В ходе третьего кризиса, во время войны 1805–1807 годов, Александр яростно проклял свое французское образование и стал горячим русским патриотом (как ранее Глинка), зайдя в этом так далеко, что в свои юные годы пробовал писать драмы из русской истории. Он принадлежал к поколению образованных русских (в том числе будущих декабристов), которые в суровую эпоху наполеоновских войн стали скептически расценивать традиционную аристократическую культуру и искать более тесных связей с народными массами и традициями[352]
. Как большинство из тех, кто интересовался русской литературой, Стурдза следил за происходившими лингвистическими дебатами. «Рассуждение о старом и новом слоге» вызывало у него смешанные чувства, и позднее он писал, что «в этом сочинении Шишков является попеременно то суеверным поклонником старины, то умным знатоком и ценителем несметного богатства русской речи» [Стурдза 1851: 6]. Он соглашался с критиками необдуманных нововведений и начал учить церковнославянский язык, обнаружив при этом, что своеобразная этимология Шишкова выявляет его полное неведение о латинском и греческом происхождении многих русских слов.
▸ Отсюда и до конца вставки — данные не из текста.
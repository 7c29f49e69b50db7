//! Redis driver for kvpool
//!
//! Opens multiplexed async connections with the `redis` crate and exposes
//! them through the `CacheConnection` trait so they can be pooled.

mod driver;
#[cfg(test)]
mod driver_tests;

pub use driver::*;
Восхищаясь его патриотизмом, хотя и чувствуя в нем интеллектуальную поверхностность, А. Стурдза, как и другие молодые петербургские литераторы, был втянут в окружение Шишкова, посещал его вечера и вступил бы в члены «Беседы», если бы этому не мешала его юность (18 ноября 1811 года ему исполнилось двадцать лет). Интерес к «Беседе», как и увлечение русским языком, были отчасти порождены его ненавистью к наполеоновской Франции. «Если земское всенародное ополчение 1807 года можно назвать смотром наших ратных сил, – вспоминал он, – то в “Беседе” ополчались умственные силы образованного круга, затронутого и взволнованного огромностию происшествий» [Стурдза 1851: 9][353].Александр встречался с поэтом Гнедичем, переводившим «Илиаду», и разделял его страсть к греческому языку. По-видимому, через него Стурдза представил Шишкову статью, в которой призывал русских изучать греческий язык, чтобы укрепить родственные связи между двумя православными народами. Адмирал одобрил эту идею, принял статью и представил отрывки из нее 23 марта 1812 года на собрании «Беседы» в присутствии трехсот слушателей. Спустя сорок лет Стурдза все еще вспоминал, какое чувство гордости он испытывал, сидя в этот вечер в зале [Стурдза 1851: 7–8, П-22][354]
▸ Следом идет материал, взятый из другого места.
//! Logging setup for the `kvpool` binary
//!
//! Console output goes to stderr so that tables and replies on stdout stay
//! clean. `RUST_LOG` overrides the default filter. An optional log directory
//! adds a daily rolling JSON file.

use std::path::PathBuf;

use clap::ValueEnum;
use tracing_appender::non_blocking::WorkerGuard;
use tracing_subscriber::{
    EnvFilter, Layer,
    fmt::{self, format::FmtSpan},
    layer::SubscriberExt,
    util::SubscriberInitExt,
};

const QUIET_FILTER: &str =
    "warn,kvpool=info,kvpool_core=info,kvpool_connection=info,kvpool_driver_redis=info";
const VERBOSE_FILTER: &str =
    "info,kvpool=debug,kvpool_core=debug,kvpool_connection=debug,kvpool_driver_redis=debug";

/// Console log format
#[derive(Debug, Clone, Copy, PartialEq, Eq, ValueEnum)]
pub enum LogFormat {
    /// Human readable, colored when attached to a terminal
    Pretty,
    /// One JSON object per line
    Json,
}

/// Logging configuration
#[derive(Debug, Clone)]
pub struct LoggingConfig {
    /// Console format
    pub format: LogFormat,

    /// Directory for rolling JSON log files; `None` disables file output
    pub log_dir: Option<PathBuf>,

    /// Whether to include file/line information in console logs
    pub include_location: bool,

    /// Whether to log span open/close events
    pub enable_spans: bool,

    /// Filter used when `RUST_LOG` is not set
    pub default_filter: String,
}

impl Default for LoggingConfig {
    fn default() -> Self {
        Self {
            format: LogFormat::Pretty,
            log_dir: None,
            include_location: false,
            enable_spans: false,
            default_filter: QUIET_FILTER.to_string(),
        }
    }
}

impl LoggingConfig {
    /// Verbose configuration with location info and span events
    pub fn verbose() -> Self {
        Self {
            include_location: true,
            enable_spans: true,
            default_filter: VERBOSE_FILTER.to_string(),
            ..Self::default()
        }
    }

    /// Set the console format
    pub fn with_format(mut self, format: LogFormat) -> Self {
        self.format = format;
        self
    }

    /// Also write JSON logs to a daily rolling file in `dir`
    pub fn with_log_dir(mut self, dir: impl Into<PathBuf>) -> Self {
        self.log_dir = Some(dir.into());
        self
    }
}

/// Default directory for file logs
pub fn log_directory() -> PathBuf {
    dirs::data_local_dir()
        .unwrap_or_else(|| PathBuf::from("."))
        .join("kvpool")
        .join("logs")
}

/// Install the global subscriber
///
/// The returned guard flushes the file writer when dropped; keep it alive
/// until the program exits.
pub fn init(config: &LoggingConfig) -> anyhow::Result<Option<WorkerGuard>> {
    let env_filter = EnvFilter::try_from_default_env()
        .unwrap_or_else(|_| EnvFilter::new(&config.default_filter));

    // NEW/CLOSE only; ENTER would repeat on every poll of an instrumented future.
    let span_events = if config.enable_spans {
        FmtSpan::NEW | FmtSpan::CLOSE
    } else {
        FmtSpan::NONE
    };

    let mut layers = Vec::new();

    let console_layer = match config.format {
        LogFormat::Pretty => fmt::layer()
            .with_writer(std::io::stderr)
            .with_target(true)
            .with_file(config.include_location)
            .with_line_number(config.include_location)
            .with_span_events(span_events.clone())
            .with_filter(env_filter.clone())
            .boxed(),
        LogFormat::Json => fmt::layer()
            .with_writer(std::io::stderr)
            .with_target(true)
            .with_file(config.include_location)
            .with_line_number(config.include_location)
            .with_span_events(span_events.clone())
            .with_ansi(false)
            .json()
            .with_current_span(true)
            .with_filter(env_filter.clone())
            .boxed(),
    };
    layers.push(console_layer);

    let mut guard = None;
    if let Some(log_dir) = &config.log_dir {
        std::fs::create_dir_all(log_dir)?;

        let file_appender = tracing_appender::rolling::daily(log_dir, "kvpool.log");
        let (non_blocking, worker_guard) = tracing_appender::non_blocking(file_appender);
        guard = Some(worker_guard);

        let json_layer = fmt::layer()
            .with_target(true)
            .with_thread_ids(true)
            .with_thread_names(true)
            .with_file(true)
            .with_line_number(true)
            .with_span_events(span_events)
            .with_ansi(false)
            .json()
            .with_current_span(true)
            .with_span_list(true)
            .with_writer(non_blocking)
            .with_filter(env_filter)
            .boxed();
        layers.push(json_layer);
    }

    tracing_subscriber::registry().with(layers).try_init()?;

    tracing::debug!(
        format = ?config.format,
        log_dir = ?config.log_dir,
        "logging initialized"
    );

    Ok(guard)
}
.Единение с Шишковым оказалось преходящим (позже Стурдза находился в дружеских отношениях с Карамзиным и другими писателями этой школы), однако оно имело важные последствия, утвердив Стурдзу в его эволюции из космополита-франкофила в протославянофила. Продолжая писать в основном по-французски и пристально наблюдая за европейской интеллектуальной жизнью, он уверился в превосходстве православной греко-русской культуры над латинским Западом. В отличие от Павла I, стремившегося противопоставить идеологическому универсализму Французской революции универсальную рыцарскую теократическую концепцию, для которой различия между вероисповеданиями были несущественны [Эйдельман 1989: 181], Стурдза видел непреодолимую пропасть между восточным и западным христианством. Ядром восточной культуры, по его мнению, была православная религия; он также верил, что русский народ (в первую очередь крестьяне) обладает исключительными интеллектуальными и духовными достоинствами, которые возвышают его над другими народами. В этом смысле он становился связующим звеном между романтико-националистическими идеями Шишкова и более поздними националистами. Подобно любомудрам 1820-х годов и славянофилам 1840-х, взгляды которых Стурдза предвосхищал, он много публиковался в периодических изданиях историка Погодина, являвшегося, в свою очередь, жадным читателем «Русского вестника» Глинки. Мир русской консервативной мысли был малой вселенной, скрепленной отчасти родственными узами, и Стурдза – друг Шишкова, Карамзина и Гоголя, а позднее регулярный корреспондент Погодина – стал одним из ее самых активных обитателей.